Exercise details:
Scan the entries below. List each line with "threaded".

Collected data:
use portable_atomic::{AtomicU64, Ordering};
#[cfg(feature = "tracing")]
use tracing::{debug, instrument};

use crate::{
    AllocatorPolicy, Error, IdAllocator, Poll, Result, TimeSource, WorkerId,
    generator::{TickState, Transition, WorkerSlot},
};

/// A lock-free ID allocator suitable for multi-threaded environments.
///
/// The `(tick, sequence)` pair lives in one [`AtomicU64`] and every allocation
/// replaces it with a single compare-and-swap, so no two callers can observe
/// or publish the same pair.
///
/// ## Features
/// - ✅ Thread-safe
/// - ✅ Never blocks on a lock
///
/// ## Recommended When
/// - You're in a multi-threaded environment
/// - Fair access is sacrificed for higher throughput
///
/// ## See Also
/// - [`LockAllocator`]
///
/// [`LockAllocator`]: crate::LockAllocator
pub struct AtomicAllocator<T>
where
    T: TimeSource,
{
    #[cfg(feature = "cache-padded")]
    state: crossbeam_utils::CachePadded<AtomicU64>,
    #[cfg(not(feature = "cache-padded"))]
    state: AtomicU64,
    worker: WorkerSlot,
    policy: AllocatorPolicy,
    time: T,
}

impl<T> AtomicAllocator<T>
where
    T: TimeSource,
{
    /// Creates a new [`AtomicAllocator`] with the default
    /// [`AllocatorPolicy`].
    ///
    /// # Parameters
    ///
    /// - `worker_id`: The worker (shard) identifier encoded into every ID.
    /// - `time`: A [`TimeSource`] implementation (e.g., [`MonotonicClock`])
    ///   that supplies timestamps.
    ///
    /// # Example
    /// ```
    /// use suavis::{AtomicAllocator, IdAllocator, MonotonicClock, WorkerId};
    ///
    /// let allocator = AtomicAllocator::new(WorkerId::new(1).unwrap(), MonotonicClock::default());
    /// let id = allocator.next_id().unwrap();
    /// assert_eq!(id.worker_id(), 1);
    /// ```
    ///
    /// [`MonotonicClock`]: crate::MonotonicClock
    pub fn new(worker_id: WorkerId, time: T) -> Self {
        Self::with_policy(worker_id, time, AllocatorPolicy::default())
    }

    /// Creates a new [`AtomicAllocator`] with an explicit policy.
    pub fn with_policy(worker_id: WorkerId, time: T, policy: AllocatorPolicy) -> Self {
        Self::from_state(TickState::UNSET, worker_id, time, policy)
    }

    /// Creates an allocator that resumes after an already issued
    /// `(timestamp, sequence)` pair.
    ///
    /// The next ID will be strictly greater than
    /// `SnowflakeId::from_components(timestamp, worker_id, sequence)`, or the
    /// call fails if the clock is behind `timestamp`.
    ///
    /// In typical use cases, you should prefer [`Self::new`].
    pub fn from_components(timestamp: u64, worker_id: WorkerId, sequence: u64, time: T) -> Self {
        Self::from_state(
            TickState::new(timestamp, sequence),
            worker_id,
            time,
            AllocatorPolicy::default(),
        )
    }

    fn from_state(state: TickState, worker_id: WorkerId, time: T, policy: AllocatorPolicy) -> Self {
        Self {
            #[cfg(feature = "cache-padded")]
            state: crossbeam_utils::CachePadded::new(AtomicU64::new(state.to_raw())),
            #[cfg(not(feature = "cache-padded"))]
            state: AtomicU64::new(state.to_raw()),
            worker: WorkerSlot::new(worker_id),
            policy,
            time,
        }
    }

    /// Attempts to issue the next ID without waiting.
    ///
    /// The state is loaded before the clock is read: the acquire load makes
    /// any tick published by another caller visible first, so a concurrent
    /// caller moving to a newer tick is never mistaken for a clock
    /// regression.
    ///
    /// # Returns
    /// - `Ok(Poll::Ready { id })`: A new ID is available
    /// - `Ok(Poll::Pending { yield_for })`: `1` if the tick is exhausted, `0`
    ///   if another thread won the compare-and-swap
    /// - `Ok(Poll::ClockBehind { delta })`: the clock regressed
    ///
    /// # Errors
    /// - [`Error::TimestampOverflow`] if the clock is past
    ///   [`SnowflakeId::max_timestamp`]
    ///
    /// [`SnowflakeId::max_timestamp`]: crate::SnowflakeId::max_timestamp
    #[cfg_attr(feature = "tracing", instrument(level = "trace", skip(self)))]
    pub fn try_poll_id(&self) -> Result<Poll> {
        let current_raw = self.state.load(Ordering::Acquire);
        let now = self.time.current_millis();

        let next = match TickState::from_raw(current_raw).advance(now) {
            Transition::Issue(next) => next,
            Transition::Exhausted => return Ok(Poll::Pending { yield_for: 1 }),
            Transition::Behind { delta } => return Ok(Self::cold_clock_behind(delta)),
            Transition::Overflow { millis } => return Err(Error::TimestampOverflow { millis }),
        };

        if self
            .state
            .compare_exchange(
                current_raw,
                next.to_raw(),
                Ordering::AcqRel,
                Ordering::Acquire,
            )
            .is_ok()
        {
            Ok(Poll::Ready {
                id: next.compose(self.worker.load()),
            })
        } else {
            // Another thread published first. Yield 0 to retry immediately.
            Ok(Poll::Pending { yield_for: 0 })
        }
    }

    #[cold]
    #[inline(never)]
    fn cold_clock_behind(delta: u64) -> Poll {
        debug_assert!(delta > 0);
        Poll::ClockBehind { delta }
    }
}

impl<T> Default for AtomicAllocator<T>
where
    T: TimeSource + Default,
{
    /// Worker id 0, default policy and a default clock.
    fn default() -> Self {
        Self::new(WorkerId::default(), T::default())
    }
}

impl<T> IdAllocator for AtomicAllocator<T>
where
    T: TimeSource,
{
    fn configure(&self, worker_id: i64) -> Result<()> {
        let worker_id = WorkerId::new(worker_id)?;
        self.worker.store(worker_id);
        #[cfg(feature = "tracing")]
        debug!(%worker_id, "atomic allocator configured");
        Ok(())
    }

    fn worker_id(&self) -> WorkerId {
        self.worker.load()
    }

    fn policy(&self) -> AllocatorPolicy {
        self.policy
    }

    fn try_poll_id(&self) -> Result<Poll> {
        self.try_poll_id()
    }
}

Solution for this task:
/// A lock-free ID allocator suitable for multi-threaded environments.
/// - You're in a multi-threaded environment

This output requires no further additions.